莫湘本來和周楠分在一組,周楠不在,莫湘就和崔智一組,與三位加拿大學生一起組成一個小組,平時用餐、吃飯,遊玩都在一起,他們這組的三個學生都是男孩,小個子的男孩子叫里安,深褐色捲髮男孩叫奎芬迪,還有一個來自加拿大魁北克省的男孩子叫羅伯特,外國人顯然沒有把他們的智商用在取名字上,一隊二十四個學生,有三個叫羅伯特,兩個叫傑西卡,為了好區分,莫湘和崔智把他們這隊的羅伯特叫羅奈爾。
里安比較文靜,喜歡聽大家談論事情,奎芬迪說話嗓門很大,但是為人很幽默,羅奈爾是加拿大北部的人,講話有些許口音和俚語,有的時候聽起來很費勁。
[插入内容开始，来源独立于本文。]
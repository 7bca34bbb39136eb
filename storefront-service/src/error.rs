//! Error types and HTTP response conversion

use axum::{
    http::StatusCode,
    response::{IntoResponse, Response},
    Json,
};
use serde::{Deserialize, Serialize};
use std::fmt;
use thiserror::Error;

use crate::listing::EntityKind;
use crate::repository::error::{RepositoryError, RepositoryErrorKind};

/// Result type alias using the service error
pub type Result<T> = std::result::Result<T, Error>;

/// Main error type for the service
#[derive(Debug, Error)]
pub enum Error {
    /// Configuration error
    #[error("Configuration error: {0}")]
    Config(Box<figment::Error>),

    /// Structured repository error
    #[error("{0}")]
    Repository(RepositoryError),

    /// Invalid listing request: bad page parameters, an unknown sort
    /// field, or a storage fault while resolving the page
    #[error("{0} listing rejected: page number and page size must not be less than 1 and sortBy, sortDir properly given")]
    InvalidPaging(EntityKind),

    /// I/O error
    #[error("I/O error: {0}")]
    Io(#[from] std::io::Error),

    /// Resource not found
    #[error("{0}")]
    NotFound(String),

    /// Bad request
    #[error("{0}")]
    BadRequest(String),

    /// Internal server error
    #[error("Internal server error: {0}")]
    Internal(String),
}

/// Response envelope for errors and status messages
///
/// The same `{message, success, status}` shape is used for delete
/// confirmations and upload acknowledgements.
#[derive(Debug, Clone, Serialize, Deserialize)]
pub struct ApiMessage {
    pub message: String,
    pub success: bool,
    pub status: u16,
}

impl ApiMessage {
    /// Success message with the given status code
    pub fn success(status: StatusCode, message: impl Into<String>) -> Self {
        Self {
            message: message.into(),
            success: true,
            status: status.as_u16(),
        }
    }

    /// Failure message with the given status code
    pub fn failure(status: StatusCode, message: impl Into<String>) -> Self {
        Self {
            message: message.into(),
            success: false,
            status: status.as_u16(),
        }
    }
}

impl fmt::Display for ApiMessage {
    fn fmt(&self, f: &mut fmt::Formatter<'_>) -> fmt::Result {
        f.write_str(&self.message)
    }
}

impl IntoResponse for Error {
    fn into_response(self) -> Response {
        let (status, body) = match self {
            Error::Config(e) => {
                tracing::error!("Configuration error: {}", e);
                (
                    StatusCode::INTERNAL_SERVER_ERROR,
                    ApiMessage::failure(
                        StatusCode::INTERNAL_SERVER_ERROR,
                        "Service configuration error",
                    ),
                )
            }

            Error::Repository(ref e) => {
                tracing::error!(
                    operation = %e.operation,
                    kind = %e.kind,
                    entity_type = ?e.entity_type,
                    entity_id = ?e.entity_id,
                    "Repository error: {}", e.message
                );

                let status = match e.kind {
                    RepositoryErrorKind::NotFound => StatusCode::NOT_FOUND,
                    RepositoryErrorKind::ConstraintViolation => StatusCode::CONFLICT,
                    _ => StatusCode::INTERNAL_SERVER_ERROR,
                };

                let message = match e.kind {
                    RepositoryErrorKind::NotFound => match (&e.entity_type, &e.entity_id) {
                        (Some(entity_type), Some(entity_id)) => {
                            format!("{} not found with id {}", entity_type, entity_id)
                        }
                        _ => e.message.clone(),
                    },
                    RepositoryErrorKind::ConstraintViolation => {
                        "Operation conflicts with existing data".to_string()
                    }
                    _ => "Storage operation failed".to_string(),
                };

                (status, ApiMessage::failure(status, message))
            }

            Error::InvalidPaging(kind) => {
                tracing::warn!(kind = %kind, "Rejected invalid listing request");
                (
                    StatusCode::BAD_REQUEST,
                    ApiMessage::failure(StatusCode::BAD_REQUEST, self.to_string()),
                )
            }

            Error::Io(e) => {
                tracing::error!("I/O error: {}", e);
                (
                    StatusCode::INTERNAL_SERVER_ERROR,
                    ApiMessage::failure(StatusCode::INTERNAL_SERVER_ERROR, "I/O operation failed"),
                )
            }

            Error::NotFound(msg) => (
                StatusCode::NOT_FOUND,
                ApiMessage::failure(StatusCode::NOT_FOUND, msg),
            ),

            Error::BadRequest(msg) => (
                StatusCode::BAD_REQUEST,
                ApiMessage::failure(StatusCode::BAD_REQUEST, msg),
            ),

            Error::Internal(msg) => {
                tracing::error!("Internal error: {}", msg);
                (
                    StatusCode::INTERNAL_SERVER_ERROR,
                    ApiMessage::failure(StatusCode::INTERNAL_SERVER_ERROR, "Internal server error"),
                )
            }
        };

        (status, Json(body)).into_response()
    }
}

impl From<figment::Error> for Error {
    fn from(err: figment::Error) -> Self {
        Error::Config(Box::new(err))
    }
}

impl From<RepositoryError> for Error {
    fn from(err: RepositoryError) -> Self {
        Error::Repository(err)
    }
}

#[cfg(test)]
mod tests {
    use super::*;

    #[test]
    fn test_api_message_success() {
        let msg = ApiMessage::success(StatusCode::OK, "Category deleted successfully!");
        assert!(msg.success);
        assert_eq!(msg.status, 200);
        assert_eq!(msg.message, "Category deleted successfully!");
    }

    #[test]
    fn test_api_message_failure() {
        let msg = ApiMessage::failure(StatusCode::NOT_FOUND, "User not found");
        assert!(!msg.success);
        assert_eq!(msg.status, 404);
    }

    #[test]
    fn test_invalid_paging_message_names_the_kind() {
        let err = Error::InvalidPaging(EntityKind::Category);
        let rendered = err.to_string();
        assert!(rendered.starts_with("category listing rejected"));
        assert!(rendered.contains("sortBy, sortDir"));
    }

    #[test]
    fn test_repository_error_maps_not_found() {
        let repo_err = RepositoryError::not_found("user", "abc-123");
        let err = Error::from(repo_err);
        assert!(matches!(
            err,
            Error::Repository(RepositoryError {
                kind: RepositoryErrorKind::NotFound,
                ..
            })
        ));
    }
}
與他們交流是蠻好玩的一件事,大家針對某件事說說不同的看法,中文英文齊上陣,實在搞不定了法語也來湊熱鬧,只是偶爾問出的問題讓莫湘和崔智兩人哭笑不得,解釋又解釋不來。
「shine,為什麼你們用餐之前和用餐之後要打架?」里安問莫湘一個很奇怪的問題。莫湘的湘字他們讀不來,索性給她起了個英文名叫shine。
打架?莫湘和崔智面面相覷,「什麼時候打架了?」
「就是那天……」里安連說帶比劃的講了半天,莫湘才明白過來,周三帶他們去中餐館吃飯,正好碰上另外一桌人,為了互相退讓座位,主客之間相互拉扯,飯後爭搶付錢,又是一通拉扯,無奈啊,國人熱情啊,這情景被他們看到兩三次,以為這是華夏的一種……習俗。
「這個……這個……」莫湘「這個」了半天也沒「這個」出來。這怎麼解釋?最後還是崔智強忍著笑意,把華夏人對於主座和客座的規則解釋了一通,至於打架,這個只能說太過熱情,以致於需要用身體來表達一下,就和法式貼面禮差不多。
川人講話,無論男女,喜歡以「老子」自稱,外出遊玩常碰見邊拿著手機大呼,老子怎麼怎麼地…老子怎麼怎麼地的人,朋友一見面,說話一律「老子」開頭,羅納爾剛學中文不久,知道「老子」就是爸爸的意思,總是聽到別人說老子,他恍然,「你們都很愛你們的爸爸。」
莫湘淡定的點頭,「對,我們都很愛我們爸爸。」崔智站在身後笑的頭都不敢抬。